Nobel Laureate Dr Denis Mukwege writes about a chilling encounter in his book, The Power Of Women: A Doctor’s Journey Of Hope And Healing—a young man insists on meeting him privately and the doctor is sickened to learn that he is a former soldier in one of those ragtag ‘armies’ that ran roughshod over war-torn Congo, and a brutal serial rapist. After hearing his appalling story, in which he admitted to mutilating his own mother to prove his allegiance to the leader of his band, the doctor asks him why he was so violent towards women. The man replies, “You know, you don’t ask yourself any questions when you slit a goat’s neck or a chicken’s. A woman is like that. We did what we wanted to them.”
The doctor, a gynaecologist, who runs a hospital for women and childen, and specialises in treating rape injuries, has seen the worst of the cruelty men can wreak on women, damaging their minds and bodies; still he is shocked by the “casual, matter-of-fact” manner of the man’s attitude towards rape. He writes, “He never worries about the pain he inflicted because it sated his own sexual and violent desires, like cooked chicken or goat satisfied his hunger. That he would speak about women in the same breath as animals made clear how little importance he attached to their lives. It showed a horrifying lack of respect.”
Dr Mukwege lived through the violence between Rwandan Hutu and Tutsi ethnic groups and the First and Second Congo Wars from 1996 to 1998. Congo came to be known as the rape capital of the world, but, he points out, that in any conflict zone, women are the ones who bear the brunt of the violence, seen as spoils of war. While the war wounded are compensated by the establishment that hired them, nobody even gives the ordeal of women a thought. He mentions the Korean “comfort women” who were captured by the Japanese army and forced into sexual slavery during World War II; the struggle to bring to the world’s notice the sexual violence against women during the Holocaust, which the Nuremberg Trials completely ignored; the violence against women during Hurricane Katrina in the US, in the former Yugoslavia, in Nigeria (by the notorious Boko Haram), the continuing suffering of the Yazidi and Rohingya women. If at all genocide is denounced by the international community, and men put up for trial for war crimes, the sexual assaults against women are rarely, if ever, taken into account—as if human rights do not even include women’s rights. It took years of struggle by human rights activists to have rape included as a war crime.

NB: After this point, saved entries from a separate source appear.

//! Knowledge base loading.
//!
//! Walks the document directory, picks an extractor per file extension and
//! returns one [`RawDocument`] per readable file. Unsupported extensions are
//! ignored; files that fail to extract are skipped with a warning.

mod extract;

pub use extract::extract_text;

use crate::error::{HelperError, Result};
use std::path::Path;
use tracing::{debug, info, instrument, warn};
use walkdir::WalkDir;

/// Source formats the loader understands.
#[derive(Debug, Clone, Copy, PartialEq, Eq)]
pub enum DocumentFormat {
    Text,
    Pdf,
    Word,
    Html,
    Json,
}

impl DocumentFormat {
    /// Map a file extension (without the dot) to a format.
    pub fn from_extension(ext: &str) -> Option<Self> {
        match ext.to_ascii_lowercase().as_str() {
            "txt" | "md" => Some(Self::Text),
            "pdf" => Some(Self::Pdf),
            "docx" | "doc" => Some(Self::Word),
            "html" | "htm" => Some(Self::Html),
            "json" => Some(Self::Json),
            _ => None,
        }
    }

    /// Detect the format of a path from its extension.
    pub fn from_path(path: &Path) -> Option<Self> {
        path.extension()
            .and_then(|e| e.to_str())
            .and_then(Self::from_extension)
    }
}

impl std::fmt::Display for DocumentFormat {
    fn fmt(&self, f: &mut std::fmt::Formatter<'_>) -> std::fmt::Result {
        match self {
            DocumentFormat::Text => write!(f, "text"),
            DocumentFormat::Pdf => write!(f, "pdf"),
            DocumentFormat::Word => write!(f, "word"),
            DocumentFormat::Html => write!(f, "html"),
            DocumentFormat::Json => write!(f, "json"),
        }
    }
}

/// Text extracted from one source file.
#[derive(Debug, Clone, PartialEq)]
pub struct RawDocument {
    /// Path relative to the knowledge base root, with `/` separators.
    pub source: String,
    pub format: DocumentFormat,
    pub text: String,
}

/// Per-run loading statistics.
#[derive(Debug, Default, Clone, Copy, PartialEq, Eq)]
pub struct LoadReport {
    pub loaded: usize,
    pub skipped: usize,
    pub unsupported: usize,
}

/// Load every supported document under `root`, in file-name order.
///
/// A missing root is treated as an empty corpus.
#[instrument(skip_all, fields(root = %root.display()))]
pub fn load_directory(root: &Path) -> Result<(Vec<RawDocument>, LoadReport)> {
    let mut documents = Vec::new();
    let mut report = LoadReport::default();

    if !root.exists() {
        warn!("Knowledge base directory {:?} does not exist", root);
        return Ok((documents, report));
    }

    for entry in WalkDir::new(root).sort_by_file_name() {
        let entry = match entry {
            Ok(entry) => entry,
            Err(e) => {
                warn!("Skipping unreadable entry: {}", e);
                report.skipped += 1;
                continue;
            }
        };

        if !entry.file_type().is_file() {
            continue;
        }

        let path = entry.path();
        let Some(format) = DocumentFormat::from_path(path) else {
            debug!("Ignoring unsupported file {:?}", path);
            report.unsupported += 1;
            continue;
        };

        let source = relative_source(root, path);
        match std::fs::read(path)
            .map_err(HelperError::from)
            .and_then(|bytes| extract_text(&bytes, format))
        {
            Ok(text) => {
                debug!("Loaded {} ({}, {} chars)", source, format, text.chars().count());
                documents.push(RawDocument { source, format, text });
                report.loaded += 1;
            }
            Err(e) => {
                warn!("Failed to load {} file {}: {}", format, source, e);
                report.skipped += 1;
            }
        }
    }

    info!(
        "Loaded {} documents ({} skipped, {} unsupported)",
        report.loaded, report.skipped, report.unsupported
    );
    Ok((documents, report))
}

fn relative_source(root: &Path, path: &Path) -> String {
    path.strip_prefix(root)
        .unwrap_or(path)
        .components()
        .map(|c| c.as_os_str().to_string_lossy())
        .collect::<Vec<_>>()
        .join("/")
}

Conditions in war zones offer a free-for-all to men, but in peace times too, the rates of reporting rapes are low and conviction even lower; with all the progress made by women over the years, even today, there is shame attached to a woman who has been raped. She feels victimized and isolated, as attempts are made to blame her for the assault. In traditional societies—India is not very different from Congo in this regard—families often refuse to accept the woman back, because what happened to her “dishonored” them. “Forcing women to think first about their “honour,” not their right to a life free of violence, is the most pervasive and powerful tool used to keep women quiet across the world when they are victims of sexual abuse,” writes Dr Mukwege.

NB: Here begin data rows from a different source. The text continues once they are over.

//! Telegram bot command.

use crate::cli::preflight::{self, Operation};
use crate::cli::Output;
use crate::config::Settings;

/// Run the Telegram bot until interrupted.
pub async fn run_bot(settings: Settings) -> anyhow::Result<()> {
    if let Err(e) = preflight::check(Operation::Bot, &settings) {
        Output::error(&e.to_string());
        return Err(e.into());
    }

    Output::info(&format!("Relaying to {}", settings.bot.api_url));
    Output::info("Press Ctrl+C to stop the bot.");
    crate::bot::run_bot(&settings.bot).await?;

    Ok(())
}
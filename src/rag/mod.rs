//! Retrieval-augmented answers over the campus knowledge base.
//!
//! A question is answered from the top-k indexed chunks plus the full event
//! list, rendered into one prompt for the hosted chat model.

pub mod context;
mod response;

pub use context::{format_documents, format_events};
pub use response::{OpenAIChatModel, QueryService, RagResponse};

use crate::error::Result;
use async_trait::async_trait;

/// One system + user exchange sent to a chat model.
#[derive(Debug, Clone, PartialEq, Eq)]
pub struct ChatRequest {
    pub system: String,
    pub user: String,
}

/// A hosted chat completion model.
#[async_trait]
pub trait ChatModel: Send + Sync {
    /// Return the model's reply text verbatim.
    async fn complete(&self, request: ChatRequest) -> Result<String>;
}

More than physical healing (some undergo multiple surgeries to repair their ravaged bodies), women need counseling and support, they need vocational guidance and rehabilitation. They need someone to listen and empathise. Dr Mukwege’s Panzi Hospital takes a holistic approach to the treatment of survivors, an endeavour that needs to be emulated worldwide. As he faces attacks and death threats in his own country—which he chose to return to giving up a lucrative medical career in the West—he is often asked why a man should be so concerned about women’s issues. A politician actually told him, “I feel like since you are working on sexual violence, you’ve started thinking like a woman,” and it was not intended as compliment. He is also asked why a man should be speaking for Congolese women, why can’t they speak for themselves?
He writes, “For my own part, whenever I have found myself questioned, as dinner parties or at UN offices, I return to my core convictions. I defend women because they are my equals—because women’s rights are human rights, and I am outraged by the violence inflicted on my fellow humans. We must fight for women collectively.”
He works tirelessly in his hospital but also travels abroad to speak about his work and the pernicious rape culture that exists everywhere, and why it is important to be ever vigilant and constantly keep up the demand for legal, social, political means to eradicate crimes against women. And that is not going to happen in the near future, but the issue should never be ignored.
He rightly says that the problem begins at the family level where sons are preferred to daughters and made to believe that boys are superior to girls–the devaluing of females starts right there. In rural areas, of Congo and elsewhere, women are treated as second class citizens. They also toil on farms, and look after the home and family—all of this unpaid labour is looked down upon by men as women’s work. Dr Mukwege credits his egalitarian upbringing to his mother, who insisted that her sons chip in with household chores along with the daughters. His school mates sniggered at him, and his sisters’ friends found it strange too, because at their homes their brothers never lifted a finger. Girls are taught by mothers to guard against rape, but how many fathers teach their sons about consent?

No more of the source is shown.